What you return must be an exact copy of the lines in the listing below between the line holding "pub struct DaiEndpoint" and the line holding "pub fn wire_write(&mut", inclusive, and nothing more.

[[ SUPPLIED MATERIAL, beginning ]]

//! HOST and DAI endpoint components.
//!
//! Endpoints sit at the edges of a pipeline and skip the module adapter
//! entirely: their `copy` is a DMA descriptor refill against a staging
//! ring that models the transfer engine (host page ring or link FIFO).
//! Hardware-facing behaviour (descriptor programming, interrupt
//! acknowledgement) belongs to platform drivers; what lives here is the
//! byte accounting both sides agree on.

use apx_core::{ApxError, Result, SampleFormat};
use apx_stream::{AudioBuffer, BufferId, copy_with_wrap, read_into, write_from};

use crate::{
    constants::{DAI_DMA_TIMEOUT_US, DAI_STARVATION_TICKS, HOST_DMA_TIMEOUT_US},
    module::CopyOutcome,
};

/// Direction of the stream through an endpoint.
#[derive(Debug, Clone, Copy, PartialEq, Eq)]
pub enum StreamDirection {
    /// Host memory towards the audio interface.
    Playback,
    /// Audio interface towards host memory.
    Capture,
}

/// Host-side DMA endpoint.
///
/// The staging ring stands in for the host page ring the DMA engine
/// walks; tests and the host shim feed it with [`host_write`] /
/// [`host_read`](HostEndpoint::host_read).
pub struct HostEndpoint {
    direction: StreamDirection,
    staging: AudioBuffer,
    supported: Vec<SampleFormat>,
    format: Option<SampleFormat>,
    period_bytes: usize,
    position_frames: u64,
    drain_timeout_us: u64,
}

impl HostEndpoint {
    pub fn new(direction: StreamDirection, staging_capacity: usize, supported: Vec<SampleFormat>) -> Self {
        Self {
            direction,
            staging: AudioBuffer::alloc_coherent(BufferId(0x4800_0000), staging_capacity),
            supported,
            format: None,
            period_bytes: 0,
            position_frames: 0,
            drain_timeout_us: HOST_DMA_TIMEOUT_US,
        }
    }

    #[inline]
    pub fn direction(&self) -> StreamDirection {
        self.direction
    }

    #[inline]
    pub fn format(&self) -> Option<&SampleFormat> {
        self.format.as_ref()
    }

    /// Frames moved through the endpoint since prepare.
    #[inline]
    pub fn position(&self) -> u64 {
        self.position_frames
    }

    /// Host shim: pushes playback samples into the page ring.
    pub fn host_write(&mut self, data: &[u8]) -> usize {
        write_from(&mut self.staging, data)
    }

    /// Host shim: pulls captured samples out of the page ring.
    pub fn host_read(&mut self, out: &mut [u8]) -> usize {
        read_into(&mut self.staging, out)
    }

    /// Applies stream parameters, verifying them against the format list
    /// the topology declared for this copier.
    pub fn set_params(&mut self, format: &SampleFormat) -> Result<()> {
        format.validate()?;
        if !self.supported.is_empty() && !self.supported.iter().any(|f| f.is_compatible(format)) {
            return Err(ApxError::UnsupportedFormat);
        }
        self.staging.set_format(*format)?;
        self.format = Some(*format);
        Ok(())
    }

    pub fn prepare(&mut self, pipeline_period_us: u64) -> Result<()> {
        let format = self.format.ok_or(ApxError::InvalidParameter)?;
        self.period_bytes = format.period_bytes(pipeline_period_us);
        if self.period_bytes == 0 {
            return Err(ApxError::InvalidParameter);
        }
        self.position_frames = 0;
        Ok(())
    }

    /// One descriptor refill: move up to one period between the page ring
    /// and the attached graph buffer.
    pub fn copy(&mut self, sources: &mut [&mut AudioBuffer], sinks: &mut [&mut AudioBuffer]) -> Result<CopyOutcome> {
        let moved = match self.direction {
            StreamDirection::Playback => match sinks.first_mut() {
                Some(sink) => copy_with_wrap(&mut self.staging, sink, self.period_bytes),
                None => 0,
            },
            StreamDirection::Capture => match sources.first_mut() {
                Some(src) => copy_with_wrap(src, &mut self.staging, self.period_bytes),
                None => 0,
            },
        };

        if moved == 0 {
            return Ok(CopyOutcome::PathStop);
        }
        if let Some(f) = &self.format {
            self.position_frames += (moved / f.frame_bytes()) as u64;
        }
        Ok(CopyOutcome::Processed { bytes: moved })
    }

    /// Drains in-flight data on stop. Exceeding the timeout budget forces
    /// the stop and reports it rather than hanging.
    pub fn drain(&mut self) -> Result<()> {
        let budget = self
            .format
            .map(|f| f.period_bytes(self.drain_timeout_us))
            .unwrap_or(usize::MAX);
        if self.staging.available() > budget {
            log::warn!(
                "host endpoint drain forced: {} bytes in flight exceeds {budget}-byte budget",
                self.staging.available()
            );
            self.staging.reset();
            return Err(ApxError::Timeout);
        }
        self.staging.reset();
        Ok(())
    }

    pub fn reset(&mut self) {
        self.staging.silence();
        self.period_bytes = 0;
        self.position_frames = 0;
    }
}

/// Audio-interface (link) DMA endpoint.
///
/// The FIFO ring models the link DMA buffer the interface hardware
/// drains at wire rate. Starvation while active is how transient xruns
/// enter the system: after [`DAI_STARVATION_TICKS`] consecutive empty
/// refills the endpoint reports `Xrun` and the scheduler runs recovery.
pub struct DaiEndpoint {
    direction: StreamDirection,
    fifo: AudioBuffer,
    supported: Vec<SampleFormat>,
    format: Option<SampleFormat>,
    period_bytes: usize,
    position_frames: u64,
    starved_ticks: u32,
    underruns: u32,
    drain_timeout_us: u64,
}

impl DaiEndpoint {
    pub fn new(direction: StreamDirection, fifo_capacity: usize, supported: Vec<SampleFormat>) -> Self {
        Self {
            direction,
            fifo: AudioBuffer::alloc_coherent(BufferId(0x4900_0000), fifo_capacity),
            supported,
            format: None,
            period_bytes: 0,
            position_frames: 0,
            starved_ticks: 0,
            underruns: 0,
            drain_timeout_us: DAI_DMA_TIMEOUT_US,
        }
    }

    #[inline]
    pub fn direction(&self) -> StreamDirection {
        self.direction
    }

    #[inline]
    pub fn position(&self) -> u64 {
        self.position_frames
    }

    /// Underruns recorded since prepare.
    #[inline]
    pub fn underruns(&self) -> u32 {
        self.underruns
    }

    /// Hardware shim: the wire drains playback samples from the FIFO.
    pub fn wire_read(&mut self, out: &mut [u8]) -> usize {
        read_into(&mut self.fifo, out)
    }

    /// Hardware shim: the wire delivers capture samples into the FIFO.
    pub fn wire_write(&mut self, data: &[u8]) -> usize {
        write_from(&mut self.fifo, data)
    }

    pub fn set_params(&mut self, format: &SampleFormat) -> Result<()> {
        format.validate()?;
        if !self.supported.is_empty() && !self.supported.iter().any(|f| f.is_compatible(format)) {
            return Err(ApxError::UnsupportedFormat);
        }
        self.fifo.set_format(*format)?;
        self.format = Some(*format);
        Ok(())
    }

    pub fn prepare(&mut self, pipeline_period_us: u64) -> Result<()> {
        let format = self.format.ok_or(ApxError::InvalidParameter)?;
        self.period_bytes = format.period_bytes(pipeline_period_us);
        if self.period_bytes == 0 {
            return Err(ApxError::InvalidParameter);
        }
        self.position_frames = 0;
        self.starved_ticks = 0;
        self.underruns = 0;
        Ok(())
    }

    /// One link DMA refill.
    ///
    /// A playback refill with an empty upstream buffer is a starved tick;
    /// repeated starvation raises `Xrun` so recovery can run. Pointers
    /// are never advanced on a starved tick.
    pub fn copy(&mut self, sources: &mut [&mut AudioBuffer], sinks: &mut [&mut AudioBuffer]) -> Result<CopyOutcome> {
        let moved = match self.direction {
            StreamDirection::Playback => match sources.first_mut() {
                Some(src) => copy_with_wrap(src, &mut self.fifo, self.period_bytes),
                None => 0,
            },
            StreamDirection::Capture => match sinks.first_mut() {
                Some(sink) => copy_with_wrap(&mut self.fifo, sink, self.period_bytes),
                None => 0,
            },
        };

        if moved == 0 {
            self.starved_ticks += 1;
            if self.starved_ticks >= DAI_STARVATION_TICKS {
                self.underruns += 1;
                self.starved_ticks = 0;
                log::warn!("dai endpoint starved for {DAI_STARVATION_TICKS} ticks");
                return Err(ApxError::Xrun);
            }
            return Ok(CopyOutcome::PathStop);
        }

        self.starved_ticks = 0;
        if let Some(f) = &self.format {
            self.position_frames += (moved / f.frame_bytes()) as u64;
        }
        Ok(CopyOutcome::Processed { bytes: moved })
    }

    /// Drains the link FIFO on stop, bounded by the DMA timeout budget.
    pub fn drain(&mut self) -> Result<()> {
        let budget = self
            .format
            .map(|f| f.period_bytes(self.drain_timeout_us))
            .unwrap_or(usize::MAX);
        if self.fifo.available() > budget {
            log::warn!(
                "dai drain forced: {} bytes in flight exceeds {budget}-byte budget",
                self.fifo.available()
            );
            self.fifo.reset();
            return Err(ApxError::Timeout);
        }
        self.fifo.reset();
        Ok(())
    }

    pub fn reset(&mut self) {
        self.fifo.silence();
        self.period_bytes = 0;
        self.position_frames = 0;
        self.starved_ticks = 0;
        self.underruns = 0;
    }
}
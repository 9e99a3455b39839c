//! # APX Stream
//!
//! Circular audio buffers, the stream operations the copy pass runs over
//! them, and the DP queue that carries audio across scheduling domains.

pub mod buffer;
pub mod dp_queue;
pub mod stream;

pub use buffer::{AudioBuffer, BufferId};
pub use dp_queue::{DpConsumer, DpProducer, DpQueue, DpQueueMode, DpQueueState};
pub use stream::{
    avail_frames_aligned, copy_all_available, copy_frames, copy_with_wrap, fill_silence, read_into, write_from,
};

[[ SUPPLIED MATERIAL, end ]]

**SOLUTION TO THE PROBLEM**:
pub struct DaiEndpoint {
    direction: StreamDirection,
    fifo: AudioBuffer,
    supported: Vec<SampleFormat>,
    format: Option<SampleFormat>,
    period_bytes: usize,
    position_frames: u64,
    starved_ticks: u32,
    underruns: u32,
    drain_timeout_us: u64,
}

impl DaiEndpoint {
    pub fn new(direction: StreamDirection, fifo_capacity: usize, supported: Vec<SampleFormat>) -> Self {
        Self {
            direction,
            fifo: AudioBuffer::alloc_coherent(BufferId(0x4900_0000), fifo_capacity),
            supported,
            format: None,
            period_bytes: 0,
            position_frames: 0,
            starved_ticks: 0,
            underruns: 0,
            drain_timeout_us: DAI_DMA_TIMEOUT_US,
        }
    }

    #[inline]
    pub fn direction(&self) -> StreamDirection {
        self.direction
    }

    #[inline]
    pub fn position(&self) -> u64 {
        self.position_frames
    }

    /// Underruns recorded since prepare.
    #[inline]
    pub fn underruns(&self) -> u32 {
        self.underruns
    }

    /// Hardware shim: the wire drains playback samples from the FIFO.
    pub fn wire_read(&mut self, out: &mut [u8]) -> usize {
        read_into(&mut self.fifo, out)
    }

    /// Hardware shim: the wire delivers capture samples into the FIFO.
    pub fn wire_write(&mut self, data: &[u8]) -> usize {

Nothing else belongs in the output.